If you’re an Emperor client with a more conservative attitude towards volatility (risk), you might notice that your portfolio has quite a few ‘consumer product’ companies. These companies tend to be less volatile than the market, making them a natural fit for a ‘Conservative’ Emperor portfolio. But not all flavors of consumer product are created equal. Beer, for instance, is a product with much more brand loyalty than something like tissue paper. This advantage is one of the reasons why Molson Coors Brewing Co. has been able to make the cut and remain in our Dream Team of stocks for so long. The following is an analysis of the company by one of Emperor’s analysts, Eddy Elbatish.

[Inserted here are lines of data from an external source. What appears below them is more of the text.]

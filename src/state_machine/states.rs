use serde::{Deserialize, Serialize};
use std::fmt;

/// Negotiation protocol states shared by both roles
///
/// Each state carries a numeric code; every allowed transition moves to a
/// strictly higher code, which is what keeps the graph acyclic.
#[derive(Debug, Clone, Copy, PartialEq, Eq, Hash, PartialOrd, Ord, Serialize, Deserialize)]
#[serde(rename_all = "SCREAMING_SNAKE_CASE")]
pub enum NegotiationState {
    /// Created locally, nothing sent yet
    Initial,
    /// Consumer is sending its contract request
    Requesting,
    /// Request delivered (consumer) or received (provider)
    Requested,
    /// Provider is sending an offer
    Offering,
    /// Offer delivered (provider) or received (consumer)
    Offered,
    /// Consumer is sending its acceptance
    Accepting,
    /// Acceptance delivered (consumer) or received (provider)
    Accepted,
    /// Provider is sending the agreement
    Agreeing,
    /// Agreement delivered (provider) or received (consumer)
    Agreed,
    /// Consumer is sending the agreement verification
    Verifying,
    /// Verification delivered (consumer) or received (provider)
    Verified,
    /// Provider is sending the finalization event
    Finalizing,
    /// Negotiation completed with an agreement
    Finalized,
    /// A termination notice is being sent
    Terminating,
    /// Negotiation aborted
    Terminated,
}

impl NegotiationState {
    pub const ALL: [NegotiationState; 15] = [
        Self::Initial,
        Self::Requesting,
        Self::Requested,
        Self::Offering,
        Self::Offered,
        Self::Accepting,
        Self::Accepted,
        Self::Agreeing,
        Self::Agreed,
        Self::Verifying,
        Self::Verified,
        Self::Finalizing,
        Self::Finalized,
        Self::Terminating,
        Self::Terminated,
    ];

    /// Numeric state code as persisted by the store
    pub fn code(&self) -> i32 {
        match self {
            Self::Initial => 50,
            Self::Requesting => 100,
            Self::Requested => 200,
            Self::Offering => 300,
            Self::Offered => 400,
            Self::Accepting => 700,
            Self::Accepted => 800,
            Self::Agreeing => 825,
            Self::Agreed => 850,
            Self::Verifying => 1050,
            Self::Verified => 1100,
            Self::Finalizing => 1150,
            Self::Finalized => 1200,
            Self::Terminating => 1300,
            Self::Terminated => 1400,
        }
    }

    pub fn from_code(code: i32) -> Option<Self> {
        Self::ALL.into_iter().find(|state| state.code() == code)
    }

    /// Check if this is a terminal state (no further transitions allowed)
    pub fn is_terminal(&self) -> bool {
        matches!(self, Self::Finalized | Self::Terminated)
    }

    /// Whether `self -> next` is an edge of the protocol graph
    pub fn can_transition_to(&self, next: NegotiationState) -> bool {
        use NegotiationState::*;

        if self.is_terminal() {
            return false;
        }

        // Abort path
        if matches!(next, Terminating | Terminated) {
            return *self != Terminating || next == Terminated;
        }

        matches!(
            (self, next),
            (Initial, Requesting)
                | (Initial, Offering)
                | (Initial, Requested)
                | (Initial, Offered)
                | (Requesting, Requested)
                | (Requested, Offering)
                | (Requested, Offered)
                | (Requested, Agreeing)
                | (Requested, Agreed)
                | (Offering, Offered)
                | (Offered, Accepting)
                | (Offered, Accepted)
                | (Offered, Agreeing)
                | (Offered, Agreed)
                | (Accepting, Accepted)
                | (Accepted, Agreeing)
                | (Accepted, Agreed)
                | (Agreeing, Agreed)
                | (Agreed, Verifying)
                | (Agreed, Verified)
                | (Verifying, Verified)
                | (Verified, Finalizing)
                | (Verified, Finalized)
                | (Finalizing, Finalized)
        )
    }
}

impl fmt::Display for NegotiationState {
    fn fmt(&self, f: &mut fmt::Formatter<'_>) -> fmt::Result {
        let name = match self {
            Self::Initial => "INITIAL",
            Self::Requesting => "REQUESTING",
            Self::Requested => "REQUESTED",
            Self::Offering => "OFFERING",
            Self::Offered => "OFFERED",
            Self::Accepting => "ACCEPTING",
            Self::Accepted => "ACCEPTED",
            Self::Agreeing => "AGREEING",
            Self::Agreed => "AGREED",
            Self::Verifying => "VERIFYING",
            Self::Verified => "VERIFIED",
            Self::Finalizing => "FINALIZING",
            Self::Finalized => "FINALIZED",
            Self::Terminating => "TERMINATING",
            Self::Terminated => "TERMINATED",
        };
        write!(f, "{name}")
    }
}

impl std::str::FromStr for NegotiationState {
    type Err = String;

    fn from_str(s: &str) -> Result<Self, Self::Err> {
        Self::ALL
            .into_iter()
            .find(|state| state.to_string() == s)
            .ok_or_else(|| format!("Invalid negotiation state: {s}"))
    }
}

impl Default for NegotiationState {
    fn default() -> Self {
        Self::Initial
    }
}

Molson Coors came to be when Adolph Coors Co. and Molson Inc. merged in 2005. This merger led to the formation of the second largest brewer by volume in U.S. and Canada. Its brands include but are not limited to Coors Light & Banquet, Blue Moon, Miller Genuine Draft & Miller Lite, Carling, Molson Canadian, Belgian Moon and Creemore Springs.
These two companies weren’t the only ones to merge. The entire beer industry experienced a lot of consolidation over the past few decades. This resulted in a small number of large brewers controlling most of the world’s global beer production. The market share of the top ten brewers in 2000 was under 40% of global sales which crept up to 60% by 2012i. In contrast to global brewers such as AB InBev (the largest brewer in the U.S.) which derives most of their revenue outside of North America, Molson Coors derives most of its revenue and profits from North America with only some exposure in Europe.
Industry consolidation has historically been a positive for large brewers. They used cheap debt to acquire well known beer brands with predictable cash flows. These cash flows were higher than the cost of said debt which left acquirers with a very clear job. They slashed costs, increased efficiency, and relied on consumer habits and branding to maintain market share. Increased margins from efficiency and using debt for funding resulted in higher returns on equity and therefore higher shareholder returns.
Losing Market Share
This worked well for a while, but the key assumption underpinning that model started to crumble a decade ago. That assumption was that consumer habits are very resistant to change; consumers have their favorite beer and stick to it. That’s simply not as true anymore. A prime example of this is Budweiser which fell out of the top three U.S. beers in 2017ii. And Molson Coors was not exempt from these consumer changes.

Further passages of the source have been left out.